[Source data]
=== Begin Enclosure ===

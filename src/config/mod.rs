//! # Bus Configuration
//!
//! Configuration for one bus instance: where the broker lives, who this application is,
//! and how failed messages are retried.
//!
//! ## Sources
//!
//! Loaded by [`ConfigLoader`] in layers, later layers winning:
//!
//! 1. Built-in defaults
//! 2. TOML file (`config/courier.toml` unless a path is given)
//! 3. Environment variables prefixed `COURIER_` (e.g. `COURIER_BROKER_HOST`)
//!
//! ## Usage
//!
//! ```rust,no_run
//! use courier_bus::config::ConfigLoader;
//!
//! # fn main() -> Result<(), Box<dyn std::error::Error>> {
//! let config = ConfigLoader::new().load()?;
//! let topology = config.topology();
//! println!("consuming from {}", topology.primary_queue);
//! # Ok(())
//! # }
//! ```

pub mod loader;

use serde::{Deserialize, Serialize};

use crate::constants::{DEFAULT_MAX_RETRIES, DEFAULT_RETRY_DELAY_SECONDS};
use crate::error::{BusError, BusResult};
use crate::topology::TopologyDescriptor;

pub use loader::ConfigLoader;

fn default_broker_host() -> String {
    "localhost".to_string()
}

fn default_broker_port() -> u16 {
    5672
}

fn default_broker_credential() -> String {
    "guest".to_string()
}

fn default_broker_vhost() -> String {
    "/".to_string()
}

fn default_retry_delay_seconds() -> u64 {
    DEFAULT_RETRY_DELAY_SECONDS
}

fn default_max_retries() -> u32 {
    DEFAULT_MAX_RETRIES
}

/// Configuration for a single bus instance
#[derive(Debug, Clone, PartialEq, Serialize, Deserialize)]
pub struct BusConfig {
    #[serde(default = "default_broker_host")]
    pub broker_host: String,

    #[serde(default = "default_broker_port")]
    pub broker_port: u16,

    #[serde(default = "default_broker_credential")]
    pub broker_user: String,

    #[serde(default = "default_broker_credential")]
    pub broker_password: String,

    #[serde(default = "default_broker_vhost")]
    pub broker_vhost: String,

    /// Identity stamped on published messages and used to filter inbound deliveries
    pub app_name: String,

    /// Base name for the service's exchanges and queues
    pub service_name: String,

    /// How long a failed message waits in the retry queue
    #[serde(default = "default_retry_delay_seconds")]
    pub retry_delay_seconds: u64,

    /// Retry limit used when an error outcome does not carry its own
    #[serde(default = "default_max_retries")]
    pub max_retries: u32,

    /// Consumer prefetch; 0 leaves the broker default (unlimited)
    #[serde(default)]
    pub prefetch_count: u16,

    /// Connection name shown in the broker management UI
    #[serde(default)]
    pub connection_name: Option<String>,
}

impl BusConfig {
    pub fn builder() -> BusConfigBuilder {
        BusConfigBuilder::default()
    }

    /// Exchange and queue names derived from `service_name`
    pub fn topology(&self) -> TopologyDescriptor {
        TopologyDescriptor::for_service(&self.service_name, self.retry_delay_seconds)
    }

    /// AMQP URI for the configured broker, credentials percent-encoded
    pub fn amqp_url(&self) -> String {
        format!(
            "amqp://{}:{}@{}:{}/{}",
            urlencoding::encode(&self.broker_user),
            urlencoding::encode(&self.broker_password),
            self.broker_host,
            self.broker_port,
            urlencoding::encode(&self.broker_vhost)
        )
    }

    /// AMQP URI with the password replaced, for logging
    pub fn amqp_url_redacted(&self) -> String {
        format!(
            "amqp://{}:***@{}:{}/{}",
            urlencoding::encode(&self.broker_user),
            self.broker_host,
            self.broker_port,
            urlencoding::encode(&self.broker_vhost)
        )
    }

    pub fn validate(&self) -> BusResult<()> {
        validate_name("service_name", &self.service_name)?;
        validate_name("app_name", &self.app_name)?;

        if self.broker_host.trim().is_empty() {
            return Err(BusError::configuration("broker_host cannot be empty"));
        }
        if self.retry_delay_seconds == 0 {
            return Err(BusError::configuration(
                "retry_delay_seconds must be greater than zero",
            ));
        }
        // x-message-ttl is declared in milliseconds
        if self.retry_delay_seconds > u64::from(u32::MAX) / 1000 {
            return Err(BusError::configuration(format!(
                "retry_delay_seconds {} exceeds the broker TTL range",
                self.retry_delay_seconds
            )));
        }
        if self.max_retries == 0 {
            return Err(BusError::configuration(
                "max_retries must be greater than zero",
            ));
        }
        Ok(())
    }

    /// Configuration as JSON with secrets masked
    pub fn sanitized(&self) -> serde_json::Value {
        let mut value = serde_json::to_value(self).unwrap_or(serde_json::Value::Null);
        sanitize_json_recursive(&mut value, &["password", "secret", "token", "credential"]);
        value
    }
}

fn validate_name(field: &str, value: &str) -> BusResult<()> {
    if value.is_empty() {
        return Err(BusError::configuration(format!("{field} cannot be empty")));
    }
    if let Some(c) = value
        .chars()
        .find(|c| !(c.is_ascii_alphanumeric() || matches!(c, '_' | '-' | '.')))
    {
        return Err(BusError::configuration(format!(
            "{field} '{value}' contains invalid character '{c}'"
        )));
    }
    Ok(())
}

fn sanitize_json_recursive(value: &mut serde_json::Value, sensitive_patterns: &[&str]) {
    match value {
        serde_json::Value::Object(map) => {
            for (key, val) in map.iter_mut() {
                let key_lower = key.to_lowercase();
                if sensitive_patterns.iter().any(|p| key_lower.contains(p)) {
                    *val = match val {
                        serde_json::Value::String(s) if s.is_empty() => {
                            serde_json::Value::String("[EMPTY]".to_string())
                        }
                        _ => serde_json::Value::String("[MASKED]".to_string()),
                    };
                } else {
                    sanitize_json_recursive(val, sensitive_patterns);
                }
            }
        }
        serde_json::Value::Array(items) => {
            for item in items {
                sanitize_json_recursive(item, sensitive_patterns);
            }
        }
        _ => {}
    }
}

/// Builder for programmatic construction (tests, embedding hosts)
#[derive(Debug, Clone)]
pub struct BusConfigBuilder {
    config: BusConfig,
}

impl Default for BusConfigBuilder {
    fn default() -> Self {
        Self {
            config: BusConfig {
                broker_host: default_broker_host(),
                broker_port: default_broker_port(),
                broker_user: default_broker_credential(),
                broker_password: default_broker_credential(),
                broker_vhost: default_broker_vhost(),
                app_name: String::new(),
                service_name: String::new(),
                retry_delay_seconds: default_retry_delay_seconds(),
                max_retries: default_max_retries(),
                prefetch_count: 0,
                connection_name: None,
            },
        }
    }
}

impl BusConfigBuilder {
    pub fn broker_host(mut self, host: impl Into<String>) -> Self {
        self.config.broker_host = host.into();
        self
    }

    pub fn broker_port(mut self, port: u16) -> Self {
        self.config.broker_port = port;
        self
    }

    pub fn broker_user(mut self, user: impl Into<String>) -> Self {
        self.config.broker_user = user.into();
        self
    }

    pub fn broker_password(mut self, password: impl Into<String>) -> Self {
        self.config.broker_password = password.into();
        self
    }

    pub fn broker_vhost(mut self, vhost: impl Into<String>) -> Self {
        self.config.broker_vhost = vhost.into();
        self
    }

    pub fn app_name(mut self, app_name: impl Into<String>) -> Self {
        self.config.app_name = app_name.into();
        self
    }

    pub fn service_name(mut self, service_name: impl Into<String>) -> Self {
        self.config.service_name = service_name.into();
        self
    }

    pub fn retry_delay_seconds(mut self, seconds: u64) -> Self {
        self.config.retry_delay_seconds = seconds;
        self
    }

    pub fn max_retries(mut self, max_retries: u32) -> Self {
        self.config.max_retries = max_retries;
        self
    }

    pub fn prefetch_count(mut self, prefetch_count: u16) -> Self {
        self.config.prefetch_count = prefetch_count;
        self
    }

    pub fn connection_name(mut self, name: impl Into<String>) -> Self {
        self.config.connection_name = Some(name.into());
        self
    }

    /// Build and validate
    pub fn build(self) -> BusResult<BusConfig> {
        self.config.validate()?;
        Ok(self.config)
    }
}
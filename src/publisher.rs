//! # Outbound Publisher
//!
//! Publishes messages onto the bus. Every message is persistent and stamped with this
//! application's id, the publish time and its own identifier, so receiving services can
//! filter, track and trace it. Parent lineage travels in the `x-parent-id` header.
//!
//! There is no retry here: a failed publish surfaces to the caller as
//! [`BusError::Publish`](crate::error::BusError::Publish).

use std::sync::Arc;

use chrono::Utc;
use tracing::{debug, warn};

use crate::broker::{BrokerProvider, HeaderValue, MessageProperties};
use crate::constants::{headers, PERSISTENT_DELIVERY_MODE};
use crate::error::{BusError, BusResult};
use crate::messaging::OutboundMessage;

#[derive(Debug, Clone)]
pub struct OutboundPublisher {
    broker: Arc<BrokerProvider>,
    app_name: String,
    default_exchange: String,
}

impl OutboundPublisher {
    pub fn new(
        broker: Arc<BrokerProvider>,
        app_name: impl Into<String>,
        default_exchange: impl Into<String>,
    ) -> Self {
        Self {
            broker,
            app_name: app_name.into(),
            default_exchange: default_exchange.into(),
        }
    }

    /// Publish to `alternative_exchange` if given, else the main bus; routing key is the topic
    pub async fn publish(
        &self,
        message: &OutboundMessage,
        alternative_exchange: Option<&str>,
    ) -> BusResult<()> {
        let exchange = alternative_exchange.unwrap_or(&self.default_exchange);
        let properties = self.properties_for(message);

        self.broker
            .publish(exchange, &message.topic, &message.body, properties)
            .await?;

        debug!(
            message_id = %message.id,
            topic = %message.topic,
            exchange = %exchange,
            parent_id = ?message.parent_id,
            "Message published"
        );
        Ok(())
    }

    /// Publish each message in order, attempting all of them
    ///
    /// Returns how many succeeded and the first failure, if any.
    pub async fn publish_all(
        &self,
        messages: &[OutboundMessage],
    ) -> (usize, Option<BusError>) {
        let mut published = 0;
        let mut first_error = None;

        for message in messages {
            match self.publish(message, None).await {
                Ok(()) => published += 1,
                Err(e) => {
                    warn!(
                        message_id = %message.id,
                        topic = %message.topic,
                        error = %e,
                        "Failed to publish resulting message"
                    );
                    first_error.get_or_insert(e);
                }
            }
        }
        (published, first_error)
    }

    fn properties_for(&self, message: &OutboundMessage) -> MessageProperties {
        let mut properties = MessageProperties {
            message_id: Some(message.id.clone()),
            app_id: Some(self.app_name.clone()),
            timestamp: u64::try_from(Utc::now().timestamp()).ok(),
            delivery_mode: Some(PERSISTENT_DELIVERY_MODE),
            content_type: message.content_type.clone(),
            ..Default::default()
        };
        if let Some(parent_id) = &message.parent_id {
            properties.headers.insert(
                headers::PARENT_ID.to_string(),
                HeaderValue::String(parent_id.clone()),
            );
        }
        properties
    }
}
fn record_death(message: &mut StoredMessage, queue: &str, reason: &str) {
    let mut deaths = message.properties.deaths();
    let record = match deaths
        .iter()
        .position(|d| d.queue == queue && d.reason == reason)
    {
        Some(pos) => {
            let mut existing = deaths.remove(pos);
            existing.count += 1;
            existing
        }
        None => DeathRecord {
            queue: queue.to_string(),
            reason: reason.to_string(),
            exchange: message.exchange.clone(),
            count: 1,
            routing_keys: vec![message.routing_key.clone()],
        },
    };
    deaths.insert(0, record);

    let now = u64::try_from(chrono::Utc::now().timestamp()).unwrap_or_default();
    message.properties.headers.insert(
        headers::DEATH.to_string(),
        HeaderValue::Array(
            deaths
                .iter()
                .map(|d| HeaderValue::Table(d.to_table(now)))
                .collect(),
        ),
    );
}

#[derive(Debug, Clone, Default)]
pub struct InMemoryBroker {
    state: Arc<Mutex<BrokerState>>,
}

impl InMemoryBroker {
    pub fn new() -> Self {
        Self::default()
    }

    /// Every channel call made so far, in order
    pub fn operations(&self) -> Vec<BrokerOperation> {
        self.state.lock().operations.clone()
    }

    pub fn clear_operations(&self) {
        self.state.lock().operations.clear();
    }

    pub fn published(&self) -> Vec<PublishedMessage> {
        self.state.lock().publishes().cloned().collect()
    }

    pub fn acked_tags(&self) -> Vec<u64> {
        self.state
            .lock()
            .operations
            .iter()
            .filter_map(|op| match op {
                BrokerOperation::Ack { delivery_tag } => Some(*delivery_tag),
                _ => None,
            })
            .collect()
    }

    pub fn nacked_tags(&self) -> Vec<u64> {
        self.state
            .lock()
            .operations
            .iter()
            .filter_map(|op| match op {
                BrokerOperation::Nack { delivery_tag, .. } => Some(*delivery_tag),
                _ => None,
            })
            .collect()
    }

    /// Messages ready in a queue (not yet delivered)
    pub fn queue_depth(&self, queue: &str) -> usize {
        self.state
            .lock()
            .queues
            .get(queue)
            .map(|q| q.messages.len())
            .unwrap_or(0)
    }

    /// Delivered but neither acked nor nacked
    pub fn unacked_count(&self) -> usize {
        self.state.lock().unacked.len()
    }

    pub fn exchange_kind(&self, name: &str) -> Option<ExchangeKind> {
        self.state.lock().exchanges.get(name).map(|(kind, _)| *kind)
    }

    pub fn queue_options(&self, name: &str) -> Option<QueueOptions> {
        self.state
            .lock()
            .queues
            .get(name)
            .map(|q| q.options.clone())
    }

    /// `(exchange, routing_key)` pairs bound to a queue
    pub fn queue_bindings(&self, queue: &str) -> Vec<(String, String)> {
        self.state
            .lock()
            .bindings
            .iter()
            .filter(|b| b.target == BindingTarget::Queue(queue.to_string()))
            .map(|b| (b.source.clone(), b.routing_key.clone()))
            .collect()
    }

    /// `(source, routing_key)` pairs bound to an exchange
    pub fn exchange_bindings(&self, destination: &str) -> Vec<(String, String)> {
        self.state
            .lock()
            .bindings
            .iter()
            .filter(|b| b.target == BindingTarget::Exchange(destination.to_string()))
            .map(|b| (b.source.clone(), b.routing_key.clone()))
            .collect()
    }

    pub fn binding_count(&self) -> usize {
        self.state.lock().bindings.len()
    }

    /// Make every following publish fail
    pub fn set_publish_failure(&self, fail: bool) {
        self.state.lock().fail_publishes = fail;
    }

    /// Make channel and connection closes fail, leaving both open
    pub fn set_close_failure(&self, fail: bool) {
        self.state.lock().fail_closes = fail;
    }

    fn enqueue(&self, state: &mut BrokerState, queue_name: &str, message: StoredMessage) {
        let Some(queue) = state.queues.get_mut(queue_name) else {
            return;
        };
        let seq = message.seq;
        queue.messages.push_back(message);

        if let Some(ttl_ms) = queue.options.message_ttl_ms {
            self.schedule_expiry(queue_name, seq, Duration::from_millis(u64::from(ttl_ms)));
        }
        self.deliver_ready(state, queue_name);
    }

    fn schedule_expiry(&self, queue_name: &str, seq: u64, ttl: Duration) {
        let Ok(runtime) = tokio::runtime::Handle::try_current() else {
            warn!(queue = %queue_name, "No tokio runtime; message TTL will not be enforced");
            return;
        };
        let broker = self.clone();
        let queue_name = queue_name.to_string();
        runtime.spawn(async move {
            tokio::time::sleep(ttl).await;
            broker.expire(&queue_name, seq);
        });
    }

    fn expire(&self, queue_name: &str, seq: u64) {
        let mut state = self.state.lock();
        let Some(queue) = state.queues.get_mut(queue_name) else {
            return;
        };
        let Some(pos) = queue.messages.iter().position(|m| m.seq == seq) else {
            // Already delivered
            return;
        };
        if let Some(message) = queue.messages.remove(pos) {
            debug!(queue = %queue_name, routing_key = %message.routing_key, "Message expired");
            self.dead_letter(&mut state, queue_name, message, "expired");
        }
    }

    fn deliver_ready(&self, state: &mut BrokerState, queue_name: &str) {
        loop {
            let Some(queue) = state.queues.get_mut(queue_name) else {
                return;
            };
            let Some(consumer) = queue.consumer.clone() else {
                return;
            };
            let Some(message) = queue.messages.pop_front() else {
                return;
            };

            let delivery_tag = state.next_delivery_tag + 1;
            let delivery = RawDelivery {
                delivery_tag,
                exchange: message.exchange.clone(),
                routing_key: message.routing_key.clone(),
                redelivered: message.redelivered,
                body: message.body.clone(),
                properties: message.properties.clone(),
            };

            if consumer.send(delivery).is_err() {
                if let Some(queue) = state.queues.get_mut(queue_name) {
                    queue.messages.push_front(message);
                    queue.consumer = None;
                }
                return;
            }

            state.next_delivery_tag = delivery_tag;
            state.unacked.insert(
                delivery_tag,
                Unacked {
                    queue: queue_name.to_string(),
                    message,
                },
            );
        }
    }

    fn dead_letter(
        &self,
        state: &mut BrokerState,
        queue_name: &str,
        mut message: StoredMessage,
        reason: &str,
    ) {
        let Some(options) = state.queues.get(queue_name).map(|q| q.options.clone()) else {
            return;
        };
        let Some(dlx) = options.dead_letter_exchange else {
            debug!(queue = %queue_name, "No dead-letter exchange; message discarded");
            return;
        };

        record_death(&mut message, queue_name, reason);
        let routing_key = options
            .dead_letter_routing_key
            .unwrap_or_else(|| message.routing_key.clone());
        message.exchange = dlx.clone();
        message.routing_key = routing_key;
        message.redelivered = false;

        for target in state.route(&dlx, &message.routing_key) {
            let mut copy = message.clone();
            copy.seq = state.next_seq();
            self.enqueue(state, &target, copy);
        }
    }

    fn requeue_unacked(&self, state: &mut BrokerState) {
        let unacked = std::mem::take(&mut state.unacked);
        for (_, entry) in unacked.into_iter().rev() {
            if let Some(queue) = state.queues.get_mut(&entry.queue) {
                let mut message = entry.message;
                message.redelivered = true;
                queue.messages.push_front(message);
            }
        }
    }
}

=== End Enclosure ===

• Assigned task:
For this exercise, find all lines in the records containing the word "expired" and copy them.

• Task output:
            debug!(queue = %queue_name, routing_key = %message.routing_key, "Message expired");
            self.dead_letter(&mut state, queue_name, message, "expired");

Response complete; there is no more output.